In 2015 he was accepted as one of eight national finalists to the National Black Programming Consortium NBPC360 incubator and, upon winning, had his youth reality show for PBS national funded. The show, Street Cred, features Detroit youth learning entertainment-producing skills.

He is a guest instructor at the University of Michigan and a curator for the Citnetopia International Film Festival. He recently shifted interest to Virtual Reality and attended the Sundance Virtual Reality lab and the Oculus LaunchPad program and was accepted to a fellowship with the Detroit Narrative agency developing an interactive Virtual Reality short film.
Rachel Thompson

Graduate Student, CMS, '19

rachelpt@mit.edu
Rachel Thompson Rachel Thompson earned her bachelor’s degree in Social Anthropology and Comparative Literature from Harvard University. Her honors thesis explored literature’s evolving role in the digital age through an ethnographic study of a west coast-based online literary magazine combined with formal textual analysis. She also co-founded and directed the Harvard Organization for Prison Education and Reform, a network of eight volunteer groups that tutor in prisons across Massachusetts and work on advocacy initiatives relating to mass incarceration and education.

Before joining CMS, Rachel served as coordinator for the Harvard Art Museums’ makerspace, the Materials Lab, as well as the Museums’ Summer Institute for Technical Studies in Art (SITSA). She also worked as Research & Special Projects Associate at the Peabody Essex Museum in Salem, MA, with a focus on integrated digital media and online storytelling. There Rachel partnered with the Google Cultural Institute to launch the museum’s presence on the Google Arts & Culture platform.
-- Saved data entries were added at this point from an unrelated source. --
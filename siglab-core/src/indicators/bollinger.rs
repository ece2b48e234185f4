//! Bollinger-band position conviction.
//!
//! Bands at SMA ± std_dev × σ (population σ, matching the classic
//! definition). Close at or below the lower band → +0.8 (stretched down),
//! at or above the upper band → -0.8, inside the bands → 0.

use crate::domain::Bar;
use crate::indicators::{Indicator, IndicatorId};

#[derive(Debug, Clone)]
pub struct Bollinger {
    period: usize,
    std_dev: f64,
}

impl Bollinger {
    pub fn new(period: usize, std_dev: f64) -> Self {
        assert!(period >= 2, "Bollinger period must be >= 2");
        assert!(std_dev > 0.0, "Bollinger std_dev must be positive");
        Self { period, std_dev }
    }
}

impl Indicator for Bollinger {
    fn id(&self) -> IndicatorId {
        IndicatorId::Bollinger
    }

    fn lookback(&self) -> usize {
        self.period - 1
    }

    fn compute(&self, bars: &[Bar]) -> Vec<f64> {
        let n = bars.len();
        let mut result = vec![f64::NAN; n];

        for i in (self.period - 1)..n {
            let window: Vec<f64> = bars[i + 1 - self.period..=i]
                .iter()
                .map(|b| b.close)
                .collect();
            let mean = window.iter().sum::<f64>() / self.period as f64;
            let variance =
                window.iter().map(|c| (c - mean).powi(2)).sum::<f64>() / self.period as f64;
            let sigma = variance.sqrt();

            let upper = mean + self.std_dev * sigma;
            let lower = mean - self.std_dev * sigma;
            let close = bars[i].close;

            result[i] = if close <= lower {
                0.8
            } else if close >= upper {
                -0.8
            } else {
                0.0
            };
        }

        result
    }
}
//! Bar — the fundamental market data unit.

use chrono::{DateTime, Utc};
use serde::{Deserialize, Serialize};

use crate::error::CoreError;

/// OHLCV bar for a single instrument over one fixed interval.
///
/// Bars are immutable once recorded. A backtest consumes an ordered sequence
/// with strictly increasing timestamps; [`validate_series`] enforces that
/// before any bar is replayed.
#[derive(Debug, Clone, PartialEq, Serialize, Deserialize)]
pub struct Bar {
    pub timestamp: DateTime<Utc>,
    pub open: f64,
    pub high: f64,
    pub low: f64,
    pub close: f64,
    pub volume: f64,
}

impl Bar {
    /// Returns true if any price field is NaN.
    pub fn is_void(&self) -> bool {
        self.open.is_nan() || self.high.is_nan() || self.low.is_nan() || self.close.is_nan()
    }

    /// Basic OHLC sanity: high is the top of the range, low the bottom,
    /// prices positive, volume non-negative.
    pub fn is_sane(&self) -> bool {
        if self.is_void() {
            return false;
        }
        self.high >= self.low
            && self.high >= self.open
            && self.high >= self.close
            && self.low <= self.open
            && self.low <= self.close
            && self.open > 0.0
            && self.close > 0.0
            && self.volume >= 0.0
    }
}

/// Validate a bar sequence before simulation.
///
/// Timestamps must be strictly increasing and every bar must pass
/// [`Bar::is_sane`]. Any violation is fatal — the simulator never silently
/// skips or reorders bars.
pub fn validate_series(bars: &[Bar]) -> Result<(), CoreError> {
    for (i, bar) in bars.iter().enumerate() {
        if !bar.is_sane() {
            return Err(CoreError::DataIntegrity {
                index: i,
                reason: format!("bar fails OHLCV sanity check: {bar:?}"),
            });
        }
        if i > 0 && bar.timestamp <= bars[i - 1].timestamp {
            return Err(CoreError::DataIntegrity {
                index: i,
                reason: format!(
                    "non-monotonic timestamp {} after {}",
                    bar.timestamp,
                    bars[i - 1].timestamp
                ),
            });
        }
    }
    Ok(())
}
At MIT Rachel works with HyperStudio – Laboratory for Digital Humanities. She is interested in exploring the potential for emerging learning technologies to disrupt education and create space for new teaching and learning methods. In particular, she hopes to explore how online learning and digital tools can improve and transform prison education.

Extracurricularly, Rachel has a passion for retrieving the past; in her spare time, she works on restoring film cameras and mid-century modern furniture and really just wants to talk to someone about The Twilight Zone.
Vicky Zeamer

Graduate Student, CMS, '18

vzeamer@mit.edu
Vicky Zeamer Vicky Zeamer graduated from Wellesley College, where she studied Media Arts and Sciences (think HCI + design) & American Studies. She was also a cross-registered student at MIT where she took courses and participated in research centered around media technology and interaction design.

Vicky’s past work has been largely in user experience design and research, in areas such as advertising and museums. As a design researcher, she is happiest when in the field conducting ethnographies and user interviews. She also gets a rush from synthesizing these findings and extracting design implications of users’ needs, values, and perspectives.

Vicky's current research interests circle around personal and cultural relationships with food. More specifically, she is interested in exploring how computing and digital media are changing the way in which users experience food, and therefore exploring how computing is changing the way in which we use food as a tool to form connections and establish deeper understandings of events, people, and places.